Every entry must be repeated exactly in the answer.

Records drawn from a dataset
══════════

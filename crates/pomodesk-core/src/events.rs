use chrono::{DateTime, NaiveDate, Utc};
use serde::{Deserialize, Serialize};
use uuid::Uuid;

use crate::timer::Phase;

/// Every timer state change and recorded pomodoro produces an Event.
/// The CLI prints them; notifiers react to `PhaseCompleted`.
#[derive(Debug, Clone, Serialize, Deserialize)]
#[serde(tag = "type")]
pub enum Event {
    TimerStarted {
        phase: Phase,
        remaining_secs: u64,
        task_id: Option<Uuid>,
        at: DateTime<Utc>,
    },
    TimerPaused {
        phase: Phase,
        remaining_secs: u64,
        at: DateTime<Utc>,
    },
    TimerReset {
        phase: Phase,
        remaining_secs: u64,
        at: DateTime<Utc>,
    },
    /// The countdown reached zero and the engine moved to the next phase.
    PhaseCompleted {
        phase: Phase,
        next_phase: Phase,
        task_id: Option<Uuid>,
        message: String,
        completed_work_cycles: u32,
        at: DateTime<Utc>,
    },
    /// A completed work phase was credited to a task.
    PomodoroRecorded {
        task_id: Uuid,
        date: NaiveDate,
        pomodoros_completed: u32,
        at: DateTime<Utc>,
    },
    StateSnapshot {
        phase: Phase,
        active: bool,
        remaining_secs: u64,
        total_secs: u64,
        completed_work_cycles: u32,
        task_id: Option<Uuid>,
        at: DateTime<Utc>,
    },
}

══════════

Reply:
filename crates/pomodesk-core/src/events.rs
use chrono::{DateTime, NaiveDate, Utc};
use serde::{Deserialize, Serialize};
use uuid::Uuid;

use crate::timer::Phase;

/// Every timer state change and recorded pomodoro produces an Event.
/// The CLI prints them; notifiers react to `PhaseCompleted`.
#[derive(Debug, Clone, Serialize, Deserialize)]
#[serde(tag = "type")]
pub enum Event {
    TimerStarted {
        phase: Phase,
        remaining_secs: u64,
        task_id: Option<Uuid>,
        at: DateTime<Utc>,
    },
    TimerPaused {
        phase: Phase,
        remaining_secs: u64,
        at: DateTime<Utc>,
    },
    TimerReset {
        phase: Phase,
        remaining_secs: u64,
        at: DateTime<Utc>,
    },
    /// The countdown reached zero and the engine moved to the next phase.
    PhaseCompleted {
        phase: Phase,
        next_phase: Phase,
        task_id: Option<Uuid>,
        message: String,
        completed_work_cycles: u32,
        at: DateTime<Utc>,
    },
    /// A completed work phase was credited to a task.
    PomodoroRecorded {
        task_id: Uuid,
        date: NaiveDate,
        pomodoros_completed: u32,
        at: DateTime<Utc>,
    },
    StateSnapshot {
        phase: Phase,
        active: bool,
        remaining_secs: u64,
        total_secs: u64,
        completed_work_cycles: u32,
        task_id: Option<Uuid>,
        at: DateTime<Utc>,
    },
}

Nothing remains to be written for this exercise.